# Taser more powerful than an electric chair?



## sgtmac_46 (Jul 22, 2005)

Well, it seems as though USA Today was in such a hurry to paint the M/X 26 Taser as a public menace, that they decided to just flat out distort reality. 

http://www.aim.org/media_monitor/3808_0_2_0_C/

According to USA Today, the Taser packs a punch of 2,100 to 3,600 Amps, making it over 100 times more powerful than an electric chair, at 6 t 20 amps, and at about the same power as the third rail on a subway (4,000 to 10,000 amps). Now that's some information that's sure to convince people how dangerous Tasers really are.

Trouble is, USA Today had to move a decimal place or two to come to that figure...6 decimal places actually. USA Today turned the actual output, 0.0021 to 0.0036 amps in to that magical, provocative figure of 2,100 to 3,600 Amps, in order to make the vastly distorted claim of Tasers dangerous product.

Now what do we call moving 6 decimal places? It's either an act of incredible stupidity or a brazen, bold face lie (fake, but accurate, perhaps). I find the whole thing astounding. Apparently USA Today doesn't have enough anecdotal evidence of Tasers dangers, so they decided to misplace a few decimal points (see also: Lie) to make their point. 

This isn't an isolated incident, but rather, a good example of where the debate on the Taser has gone. Those who want to see the device banned or highly restricted, will apparently stop at nothing to reach those goals.  

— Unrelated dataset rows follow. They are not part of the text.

//! # pyroledger-core
//!
//! The trust seams of the PyroLedger integrity core.
//!
//! This crate provides:
//! - The store traits (`AuditLogStore`, `CertificateStore`, `BatchRepository`)
//!   that the audit trail, issuer and verifier receive by injection
//! - The `Auditable` trait, with typed field lists for `Batch` and `LabResult`
//!
//! ## Usage
//!
//! ```rust,ignore
//! use pyroledger_core::{Auditable, traits::{AuditLogStore, CertificateStore}};
//! ```

pub mod auditable;
pub mod traits;

pub use auditable::Auditable;

#[cfg(test)]
mod tests {
    use chrono::{NaiveDate, TimeZone, Utc};

    use pyroledger_contracts::{
        batch::{Batch, BatchStatus, LabResult, LabVerdict},
        record::FieldValue,
    };

    use crate::Auditable;

    fn batch() -> Batch {
        let ts = Utc.with_ymd_and_hms(2026, 5, 4, 8, 30, 0).unwrap();
        Batch {
            id: "b-1".to_string(),
            code: "B-2026-001".to_string(),
            production_date: NaiveDate::from_ymd_opt(2026, 5, 4).unwrap(),
            status: BatchStatus::InProgress,
            feedstock_type: "LDPE film".to_string(),
            feedstock_mass_kg: 450.0,
            contamination_pct: None,
            oil_output_l: 0.0,
            diesel_l: None,
            duration_h: None,
            notes: String::new(),
            ghg: None,
            created_at: ts,
            updated_at: ts,
        }
    }

    #[test]
    fn batch_snapshot_lists_every_field() {
        let snap = batch().snapshot();
        for field in [
            "id", "code", "production_date", "status", "feedstock_type", "feedstock_mass_kg",
            "contamination_pct", "oil_output_l", "diesel_l", "duration_h", "notes", "ghg",
            "created_at", "updated_at",
        ] {
            assert!(snap.get(field).is_some(), "batch snapshot missing '{field}'");
        }
        assert_eq!(snap.get("status"), Some(&FieldValue::from("in_progress")));
        assert_eq!(snap.get("contamination_pct"), Some(&FieldValue::Null));
    }

    #[test]
    fn volatile_fields_are_part_of_the_snapshot() {
        let snap = batch().snapshot();
        for field in <Batch as Auditable>::VOLATILE_FIELDS {
            assert!(snap.get(field).is_some());
        }
    }

    #[test]
    fn lab_result_is_batch_scoped() {
        let ts = Utc::now();
        let lab = LabResult {
            id: "l-1".to_string(),
            batch_id: "b-1".to_string(),
            sample_code: "S-01".to_string(),
            test_name: "flash point".to_string(),
            verdict: LabVerdict::Pass,
            measured_value: Some("62 °C".to_string()),
            tested_on: NaiveDate::from_ymd_opt(2026, 5, 6).unwrap(),
            created_at: ts,
            updated_at: ts,
        };
        assert_eq!(lab.related_batch_id(), Some("b-1"));
        assert_eq!(<LabResult as Auditable>::ENTITY_TYPE, "lab_result");
        assert_eq!(lab.snapshot().get("verdict"), Some(&FieldValue::from("pass")));
    }
}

Anyone who claims this reporter wasn't biased needs to look closer at the facts at hand.  Taser International has cooperated in every way to cooperate in releasing available information about their product.  The power output is available on their website, and they had been in contact with USA Today before this article reached print...the information was available to them, but the truth apparently wasn't good enough, so they decided to rig the numbers.  I'll keep that in mind next time I read any USA Today article.


----------



## kenpochad (Jul 22, 2005)

if you follow a cops derictions there is no need to fear the taser


----------



## sgtmac_46 (Jul 22, 2005)

kenpochad said:
			
		

> if you follow a cops derictions there is no need to fear the taser


 That's what a reasonable person would conclude. The reality, however, is that policy and political action isn't always directed by reasonable people.  Reasonable people, for example, don't purposely alter information that is easily accessible for the purposes of altering public opinion.


----------



## hemi (Jul 22, 2005)

I am by no means an expert but I do work around electricity everyday at work. I have to service 277 volt and 110 volt light fixtures and outlets HOT all the time. And some times have to work on 480 volt systems, we even have some equipment that uses 4160 volts but we leave those to TXU electric company. So for them to say that a taser has an output of 2,100 to 3,600 Amps is crazy. In truth one tenth of 1 amp can kill you. Now they would be correct in stating that a taser might output 60,000-100,000 Volts but no amps. Even that can stop your heart but the amp/heat output would not in itself kill you. As you say that USA Today stated it, if a taser could produce that much amperage 2100 to 3600 amps and you were to zap someone the current would flow down through the body find a great deal of resistance since the body does not make a good conductor. The current would take the path of least resistance and blow a leg off or make a hole in your body to get to ground.


----------



## sgtmac_46 (Jul 22, 2005)

2004hemi said:
			
		

> I am by no means an expert but I do work around electricity everyday at work. I have to service 277 volt and 110 volt light fixtures and outlets HOT all the time. And some times have to work on 480 volt systems, we even have some equipment that uses 4160 volts but we leave those to TXU electric company. So for them to say that a taser has an output of 2,100 to 3,600 Amps is crazy. In truth one tenth of 1 amp can kill you. Now they would be correct in stating that a taser might output 60,000-100,000 Volts but no amps. Even that can stop your heart but the amp/heat output would not in itself kill you. As you say that USA Today stated it, if a taser could produce that much amperage 2100 to 3600 amps and you were to zap someone the current would flow down through the body find a great deal of resistance since the body does not make a good conductor. The current would take the path of least resistance and blow a leg off or make a hole in your body to get to ground.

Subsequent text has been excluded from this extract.